Abstract
- Issue: Reference pricing is an emerging health insurance benefit design aimed at reducing health costs. In this model, an insurer establishes a maximum payment that it will contribute toward covering the price of a product or service in situations where there is wide price variation for therapeutically similar drugs, diagnostics, or procedures. Experiences to date indicate that reference pricing can influence patients and physicians to switch to less costly options within each therapeutic class, reducing overall drug prices.
- Goal: Describe how reference pricing can be and has been applied to drugs in the United States and compare it to more conventional pharmaceutical benefit designs such as tiered formularies and coinsurance.
- Methods: Assessment of peer-reviewed research and the experiences of employers that have used reference pricing.
- Findings and Conclusions: To appropriately motivate price-conscious consumer choice, reference pricing must include up-to-date information. Consumers and physicians must have access to the prices charged at different distribution sites and for different drugs within each therapeutic class. Reference pricing also must include information on quality.

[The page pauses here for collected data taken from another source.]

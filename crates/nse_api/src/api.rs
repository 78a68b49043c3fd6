use async_trait::async_trait;
use chrono::{Days, NaiveDate};
use history_model::{HistoryProvider, Period, ProviderError, RawTable, Schema};
use log::debug;
use reqwest::header::REFERER;
use std::time::Duration;

use crate::columns::PRICE_VOLUME_SCHEMA;

const NSE_BASE_URL: &str = "https://www.nseindia.com";
const USER_AGENT: &str = "Mozilla/5.0 (Windows NT 10.0; Win64; x64) AppleWebKit/537.36 (KHTML, like Gecko) Chrome/124.0 Safari/537.36";
// the archive rejects ranges longer than a year
const MAX_WINDOW_DAYS: u64 = 365;
const QUERY_DATE_FORMAT: &str = "%d-%m-%Y";

#[derive(Clone)]
pub struct NseAPI {
    base_url: String,
    client: reqwest::Client,
}

impl NseAPI {
    pub fn new(timeout: Duration) -> Result<Self, ProviderError> {
        Self::with_base_url(NSE_BASE_URL, timeout)
    }

    pub fn with_base_url(base_url: &str, timeout: Duration) -> Result<Self, ProviderError> {
        let client = reqwest::Client::builder()
            .user_agent(USER_AGENT)
            .cookie_store(true)
            .timeout(timeout)
            .build()
            .map_err(request_error)?;

        Ok(NseAPI {
            base_url: base_url.trim_end_matches('/').to_string(),
            client,
        })
    }

    /// Daily price/volume rows for `symbol` between `from` and `to`, inclusive.
    pub async fn get_price_volume(
        &self,
        symbol: &str,
        from: NaiveDate,
        to: NaiveDate,
    ) -> Result<RawTable, ProviderError> {
        self.open_session().await?;

        let mut table = RawTable::default();
        for (window_from, window_to) in date_windows(from, to, MAX_WINDOW_DAYS) {
            let window = self
                .get_price_volume_window(symbol, window_from, window_to)
                .await?;
            table.extend(window);
        }

        if table.is_empty() {
            return Err(ProviderError::SymbolNotFound {
                symbol: symbol.to_string(),
            });
        }

        Ok(table)
    }

    // the archive endpoint only answers clients holding the cookies set by the home page;
    // the page status itself does not matter
    async fn open_session(&self) -> Result<(), ProviderError> {
        debug!("open_session | url: {}", self.base_url);

        let response = self
            .client
            .get(&self.base_url)
            .send()
            .await
            .map_err(request_error)?;
        if let Err(e) = check_status(&response) {
            debug!("open_session | ignoring {}", e);
        }
        Ok(())
    }

    async fn get_price_volume_window(
        &self,
        symbol: &str,
        from: NaiveDate,
        to: NaiveDate,
    ) -> Result<RawTable, ProviderError> {
        let url = format!("{}/api/historical/securityArchives", self.base_url);
        let from = from.format(QUERY_DATE_FORMAT).to_string();
        let to = to.format(QUERY_DATE_FORMAT).to_string();

        debug!(
            "get_price_volume_window | url: {} | symbol: {} | from: {} | to: {}",
            url, symbol, from, to
        );

        let response = self
            .client
            .get(&url)
            .header(
                REFERER,
                format!("{}/get-quotes/equity?symbol={}", self.base_url, symbol),
            )
            .query(&[
                ("from", from.as_str()),
                ("to", to.as_str()),
                ("symbol", symbol),
                ("dataType", "priceVolume"),
                ("series", "ALL"),
                ("csv", "true"),
            ])
            .send()
            .await
            .map_err(request_error)?;
        check_status(&response)?;

        let body = response.text().await.map_err(request_error)?;
        parse_price_volume_csv(&body)
    }
}

#[async_trait]
impl HistoryProvider for NseAPI {
    fn name(&self) -> &str {
        "NSE"
    }

    fn schema(&self) -> &Schema {
        &PRICE_VOLUME_SCHEMA
    }

    async fn price_volume(&self, symbol: &str, period: Period) -> Result<RawTable, ProviderError> {
        let (from, to) = period.range_ending(chrono::Local::now().date_naive());
        self.get_price_volume(symbol, from, to).await
    }
}

/// Reads the archive CSV export. Header names lose all whitespace
/// (`"Open Price "` becomes `OpenPrice`) and cells are trimmed.
pub fn parse_price_volume_csv(body: &str) -> Result<RawTable, ProviderError> {
    if body.trim().is_empty() {
        return Ok(RawTable::default());
    }

    let mut reader = csv::ReaderBuilder::new()
        .trim(csv::Trim::All)
        .flexible(true)
        .from_reader(body.as_bytes());

    let header: Vec<String> = reader
        .headers()
        .map_err(malformed)?
        .iter()
        .map(|name| {
            name.chars()
                .filter(|c| !c.is_whitespace() && *c != '\u{feff}')
                .collect()
        })
        .collect();

    if !header.iter().any(|name| name == "Date") {
        return Err(ProviderError::Malformed(format!(
            "no Date column in header {:?}",
            header
        )));
    }

    let mut records = Vec::new();
    for record in reader.records() {
        let record = record.map_err(malformed)?;
        records.push(record.iter().map(str::to_string).collect::<Vec<_>>());
    }

    Ok(RawTable::from_records(&header, records))
}

/// Splits `from..=to` into consecutive windows spanning at most `max_days` days.
fn date_windows(from: NaiveDate, to: NaiveDate, max_days: u64) -> Vec<(NaiveDate, NaiveDate)> {
    let mut windows = Vec::new();
    let mut start = from;

    while start <= to {
        let end = start
            .checked_add_days(Days::new(max_days.saturating_sub(1)))
            .map_or(to, |end| end.min(to));
        windows.push((start, end));
        match end.succ_opt() {
            Some(next) => start = next,
            None => break,
        }
    }

    windows
}

fn check_status(response: &reqwest::Response) -> Result<(), ProviderError> {
    let status = response.status();
    if status.is_success() {
        return Ok(());
    }
    Err(ProviderError::Status {
        status: status.as_u16(),
        url: response.url().to_string(),
    })
}

fn request_error(err: reqwest::Error) -> ProviderError {
    ProviderError::Request(err.to_string())
}

fn malformed(err: csv::Error) -> ProviderError {
    ProviderError::Malformed(err.to_string())
}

Several modifications to the reference pricing model should be made before it can be adapted to specialty drugs, and those changes should be informed by comparative effectiveness research.
Introduction
In the U.S. health care system, the prices charged for similar goods and services typically are high and vary widely. Such price variation reflects weak cost-consciousness on the part of purchasers and weak competition on the part of producers. Reference pricing is an emerging structure of benefit design under which the insurer or employer establishes a maximum contribution it will make toward the price of a drug or procedure, and the patient pays the remainder. It is typically used where there is wide price variation among therapeutically similar drugs, diagnostics, or procedures. The insurer sets a payment limit at the minimum, median, or other point along the range of prices within a market or therapeutic class. For a product priced at or below the reference limit, patients pay only a modest copayment; for more expensive options, patients pay the full difference between the reference limit and the price of their chosen product.

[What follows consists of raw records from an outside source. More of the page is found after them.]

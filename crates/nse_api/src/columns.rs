use history_model::{ColumnRule, Field, Schema};

/// Trade dates in the archive look like `02-Jan-2024`.
pub const DATE_FORMAT: &str = "%d-%b-%Y";

/// Price/volume archive columns, named as they appear once whitespace is
/// removed from the CSV header.
pub const PRICE_VOLUME_COLUMNS: &[ColumnRule] = &[
    ColumnRule::date("Date"),
    ColumnRule::number("PrevClose", Field::PrevClose),
    ColumnRule::number("OpenPrice", Field::Open),
    ColumnRule::number("HighPrice", Field::High),
    ColumnRule::number("LowPrice", Field::Low),
    ColumnRule::number("LastPrice", Field::Last),
    ColumnRule::number("ClosePrice", Field::Close),
    ColumnRule::number("AveragePrice", Field::AveragePrice),
    ColumnRule::number("TotalTradedQuantity", Field::Volume),
    ColumnRule::number("Turnover₹", Field::Turnover),
    ColumnRule::number("No.ofTrades", Field::Trades),
];

pub const PRICE_VOLUME_SCHEMA: Schema = Schema {
    date_format: DATE_FORMAT,
    thousands_separator: ',',
    columns: PRICE_VOLUME_COLUMNS,
};
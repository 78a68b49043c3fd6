/// NIFTY 50 constituents as of mid-2024.
pub const NIFTY_50: &[&str] = &[
    "ADANIPORTS", "ASIANPAINT", "AXISBANK", "BAJAJ-AUTO", "BAJFINANCE", "BAJAJFINSV", "BPCL",
    "BHARTIARTL", "BRITANNIA", "CIPLA", "COALINDIA", "DIVISLAB", "DRREDDY", "EICHERMOT",
    "GRASIM", "HCLTECH", "HDFCBANK", "HDFCLIFE", "HEROMOTOCO", "HINDALCO", "HINDUNILVR",
    "ICICIBANK", "ITC", "INDUSINDBK", "INFY", "JSWSTEEL", "KOTAKBANK", "LT", "M&M", "MARUTI",
    "NTPC", "NESTLEIND", "ONGC", "POWERGRID", "RELIANCE", "SBILIFE", "SBIN", "SUNPHARMA",
    "TCS", "TATACONSUM", "TATAMOTORS", "TATASTEEL", "TECHM", "TITAN", "UPL", "ULTRACEMCO",
    "WIPRO",
];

Reference pricing has been used for drugs in Germany and several other European nations.1 It also has been piloted in the United States for surgical and diagnostic procedures, including joint replacement, colonoscopy, and advanced imaging.2 Some self-insured employers and labor union trusts have now applied it to drug pricing. This issue brief describes how reference pricing is being applied to drugs in the United States and compares it to more conventional pharmaceutical benefit designs, such as tiered formularies and coinsurance.
Reference Pricing Compared to Tiered Formularies
Pharmaceutical reference pricing is an alternative to tiered drug formularies, the dominant model used by payers in the United States. In the tiered model, purchasers and their agents, principally pharmacy benefit managers (PBMs), negotiate price rebates from drug manufacturers in exchange for favorable formulary placement within three tiers:
- tier 1: generic drugs, with consumer copayments of $10 to $20 per prescription.
- tier 2: branded drugs that have a substantial rebate, with consumer copayments of $25 to $50 per prescription.
- tier 3: branded drugs with no rebate; consumers are liable for high copayments ($50–$100) or coinsurance percentages (e.g., 20%–35%).
Tiered formularies have helped moderate drug spending but now may be losing their effectiveness. Although consumers’ cost-sharing within a tier is uniform, the drug prices paid by PBMs may vary widely because of several recent trends. Some generic drug makers have exploited supply bottlenecks and dramatically raised prices for tier 1 drugs. As well, some branded drugs in tier 2 have scant rebates because they face few rivals within their therapeutic class.
Overall, tiered formulary designs do not reward consumer sensitivity to drug price variations within a tier. They also attenuate consumer price sensitivity across tiers, because patients never pay more than tier 3’s higher copayments or coinsurance. But actual drug prices may vary by hundreds or even thousands of dollars per prescription.
Under reference pricing, at least one drug in each therapeutic class is set as the reference product. The reference price can be set for the cheapest in the therapeutic category, or, it can be set at an intermediate point on the distribution of prices (in Germany, for example, it is set at the 30th percentile). For that drug, patients are charged a standard copayment (e.g., $10).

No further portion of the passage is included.